PEP 3131: Supporting Non-ASCII Identifiers

Mon May 14 07:49:41 EDT 2007

Marco Colombo wrote:
> I suggest we keep focused on the main issue here, which is "shoud non-
> ascii identifiers be allowed, given that we already allow non-ascii
> strings literals and comments?"
> 
> Most arguments against this proposal really fall into the category
> "ascii-only source files". If you want to promote code-sharing, then
> you should enfore quite restrictive policies:
> - 7-bit only source files, so that everyone is able to correctly
> display and _print_ them (somehow I feel that printing foreign glyphs
> can be harder than displaying them) ;
> - English-only, readable comments _and_ identifiers (if you think of
> it, it's really the same issue, readability... I know no Coding Style
> that requires good commenting but allows meaningless identifiers).
> 
> Now, why in the first place one should be allowed to violate those
> policies? One reason is freedom. Let me write my code the way I like
> it, and don't force me writing it the way you like it (unless it's
> supposed to be part of _your_ project, then have me follow _your_
> style).
> 
> Another reason is that readability is quite a relative term...
> comments that won't make any sense in a real world program, may be
> appropriate in a 'getting started with' guide example:
> 
> # this is another way to increment variable 'a'
> a += 1
> 
> we know a comment like that is totally useless (and thus harmful) to
> any programmer (makes me think "thanks, but i knew that already"), but
> it's perfectly appropriate if you're introducing that += operator for
> the first time to a newbie.
> 
> You could even say that most string literals are best made English-
> only:
> 
> print "Ciao Mondo!"
> 
> it's better written:
> 
> print _("Hello World!")
> 
> or with any other mean to allow the i18n of the output.

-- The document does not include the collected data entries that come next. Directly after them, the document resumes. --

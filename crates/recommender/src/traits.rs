//! Core traits for scoring movies.
//!
//! This module defines the Scorer trait so ranking can be driven by any
//! relevance function, while the default one stays fixed.

use catalog::{Genre, Movie};
use std::collections::HashSet;

/// Assigns a relevance score to one movie for a set of preferred genres.
///
/// ## Design Note
/// - `Send + Sync` allows one scorer to be shared by concurrent callers
/// - Scoring borrows the movie; it must never mutate it
/// - Equal inputs must give equal scores, ranking relies on it for ties
pub trait Scorer: Send + Sync {
    /// Returns the name of this scorer (for logging/debugging)
    fn name(&self) -> &str;

    /// Score a movie. Higher means more relevant.
    fn score(&self, movie: &Movie, preferred_genres: &HashSet<Genre>) -> f32;
}
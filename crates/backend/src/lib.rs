//! Backend crate for the CineSense demo.
//!
//! Wraps a catalog store in an async service with simulated latency, the
//! way the front end expects its data API to behave.

pub mod config;
pub mod error;
pub mod service;

pub use config::BackendConfig;
pub use error::{BackendError, Result};
pub use service::{AdminStats, Backend, Dashboard, SignupRequest};
//! Ranking the catalog for a set of preferred genres.
//!
//! Ranking is a permutation: every input movie comes back exactly once.
//! Watchlisted or already-watched titles are not removed or demoted.

use crate::scorer::WeightedScorer;
use crate::traits::Scorer;
use catalog::{Genre, Movie};
use std::cmp::Ordering;
use std::collections::HashSet;
use tracing::debug;

/// A movie paired with its score for one ranking call
#[derive(Debug, Clone, Copy)]
pub struct ScoredMovie<'a> {
    pub movie: &'a Movie,
    pub score: f32,
}

/// Score every movie and sort by score, highest first.
///
/// ## Algorithm
/// 1. Score each movie in catalog order
/// 2. Stable sort by score descending, so equal scores keep catalog order
///
/// Uses `f32::total_cmp`, which gives a total order even for NaN ratings
/// and keeps the output deterministic.
pub fn score_catalog<'a, S>(
    scorer: &S,
    catalog: &'a [Movie],
    preferred_genres: &HashSet<Genre>,
) -> Vec<ScoredMovie<'a>>
where
    S: Scorer + ?Sized,
{
    let mut scored: Vec<ScoredMovie<'a>> = catalog
        .iter()
        .map(|movie| ScoredMovie {
            movie,
            score: scorer.score(movie, preferred_genres),
        })
        .collect();

    // sort_by is stable
    scored.sort_by(|a, b| by_score_desc(a.score, b.score));

    debug!(
        "{} ranked {} movies against {} preferred genres",
        scorer.name(),
        scored.len(),
        preferred_genres.len()
    );
    scored
}

/// Rank the catalog with any scorer, returning owned movies
pub fn rank_with<S>(scorer: &S, catalog: &[Movie], preferred_genres: &HashSet<Genre>) -> Vec<Movie>
where
    S: Scorer + ?Sized,
{
    score_catalog(scorer, catalog, preferred_genres)
        .into_iter()
        .map(|scored| scored.movie.clone())
        .collect()
}

/// Rank the catalog from most to least relevant with the standard weights.
///
/// # Arguments
/// * `catalog` - Movies in catalog order; may be empty
/// * `preferred_genres` - The user's genres; may be empty, which ranks by rating alone
///
/// # Returns
/// The same movies, reordered
pub fn rank(catalog: &[Movie], preferred_genres: &HashSet<Genre>) -> Vec<Movie> {
    rank_with(&WeightedScorer::new(), catalog, preferred_genres)
}

fn by_score_desc(a: f32, b: f32) -> Ordering {
    b.total_cmp(&a)
}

The Italian
> version should be implemented with a .po file or whatever.
> 
> Yet, we support non-ascii encodings for source files. That's in order
> to give authors more freedom. And freedom comes at a price, of course,
> as non-ascii string literals, comments and identifiers are all harmful
> to some extents and in some contexts.
> 
> What I fail to see is a context in which it makes sense to allow non-
> ascii literals and non-ascii comments but _not_ non-ascii identifiers.
> Or a context in which it makes sense to rule out non-ascii identifiers
> but not string literals and comments. E.g. would you accept a patch
> with comments you don't understand (or even that you are not able to
> display correctly)? How can you make sure the patch is correct, if you
> can't read and understand the string literals it adds?
> 
> My point being that most public open source projects already have
> plenty of good reasons to enforce an English-only, ascii-only policy
> on source files. I don't think that allowing non-ascii indentifiers at
> language level would hinder thier ability to enforce such a policy
> more than allowing non-ascii comments or literals did.
> 
> OTOH, I won't be able to contribute much to a project that already
> uses, say, Chinese for comments and strings. Even if I manage to
> display the source code correctly here, still I won't understand much
> of it. So I'm not losing much by allowing them to use Chinese for
> identifiers too.
> And whether it was a mistake on their part not to choose an "English
> only, ascii only" policy it's their call, not ours, IMHO.

Very well written.

+1

Stefan